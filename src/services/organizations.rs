use std::sync::Arc;

use chrono::Utc;
use uuid::Uuid;

use crate::{
    db::{Database, DbError, DbResult},
    models::{
        CreateOrgApiKey, CreateOrganization, CreatedOrgApiKey, OrgApiKey, OrgUserRole,
        Organization, UpdateOrganization, generate_key,
    },
};

/// Organizations, their memberships, and their API keys.
#[derive(Clone)]
pub struct OrganizationService {
    db: Arc<Database>,
    key_prefix: String,
}

impl OrganizationService {
    pub fn new(db: Arc<Database>, key_prefix: String) -> Self {
        Self { db, key_prefix }
    }

    pub async fn create(
        &self,
        input: CreateOrganization,
        owner: String,
    ) -> DbResult<Organization> {
        let now = Utc::now();
        let org = Organization {
            id: Uuid::new_v4(),
            name: input.name,
            owner,
            members: vec![],
            created_at: now,
            updated_at: now,
        };
        let org = self.db.organizations().insert(org).await?;
        tracing::info!(organization = %org.name, owner = %org.owner, "Created organization");
        Ok(org)
    }

    pub async fn get_by_id(&self, id: Uuid) -> DbResult<Option<Organization>> {
        self.db.organizations().get_by_id(id).await
    }

    pub async fn list(&self) -> DbResult<Vec<Organization>> {
        self.db.organizations().list().await
    }

    pub async fn update(&self, id: Uuid, input: UpdateOrganization) -> DbResult<Organization> {
        self.db.organizations().update(id, input).await
    }

    pub async fn delete(&self, id: Uuid) -> DbResult<()> {
        self.db.organizations().delete(id).await
    }

    /// Add a member. The username must belong to an existing user account.
    pub async fn add_member(
        &self,
        id: Uuid,
        username: String,
        role: OrgUserRole,
    ) -> DbResult<Organization> {
        if self.db.users().get_by_username(&username).await?.is_none() {
            return Err(DbError::Validation(format!(
                "No user account named '{}'",
                username
            )));
        }
        self.db.organizations().add_member(id, username, role).await
    }

    pub async fn update_member(
        &self,
        id: Uuid,
        username: &str,
        role: OrgUserRole,
    ) -> DbResult<Organization> {
        self.db
            .organizations()
            .update_member(id, username, role)
            .await
    }

    pub async fn remove_member(&self, id: Uuid, username: &str) -> DbResult<Organization> {
        self.db.organizations().remove_member(id, username).await
    }

    /// Issue a new API key for the organization. The raw key appears only
    /// in the returned value.
    pub async fn create_key(
        &self,
        id: Uuid,
        input: CreateOrgApiKey,
    ) -> DbResult<CreatedOrgApiKey> {
        let key = generate_key(&self.key_prefix);
        let record = OrgApiKey {
            id: Uuid::new_v4(),
            name: input.name,
            key_prefix: key.display_prefix,
            scope: input.scope,
            created_at: Utc::now(),
            revoked_at: None,
        };
        let record = self.db.organizations().add_key(id, record, key.hash).await?;
        tracing::info!(
            organization_id = %id,
            key = %record.name,
            scope = %record.scope,
            "Issued organization API key"
        );
        Ok(CreatedOrgApiKey {
            key: record,
            api_key: key.raw,
        })
    }

    pub async fn revoke_key(&self, id: Uuid, key_id: Uuid) -> DbResult<OrgApiKey> {
        let key = self.db.organizations().revoke_key(id, key_id).await?;
        tracing::info!(organization_id = %id, key = %key.name, "Revoked organization API key");
        Ok(key)
    }

    pub async fn list_keys(&self, id: Uuid) -> DbResult<Vec<OrgApiKey>> {
        self.db.organizations().list_keys(id).await
    }
}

ASSIGNMENT
Which of the lines in the data hold the string "DbError"? Report each of them by copying it.

OUTPUT OF THE TASK
    db::{Database, DbError, DbResult},
            return Err(DbError::Validation(format!(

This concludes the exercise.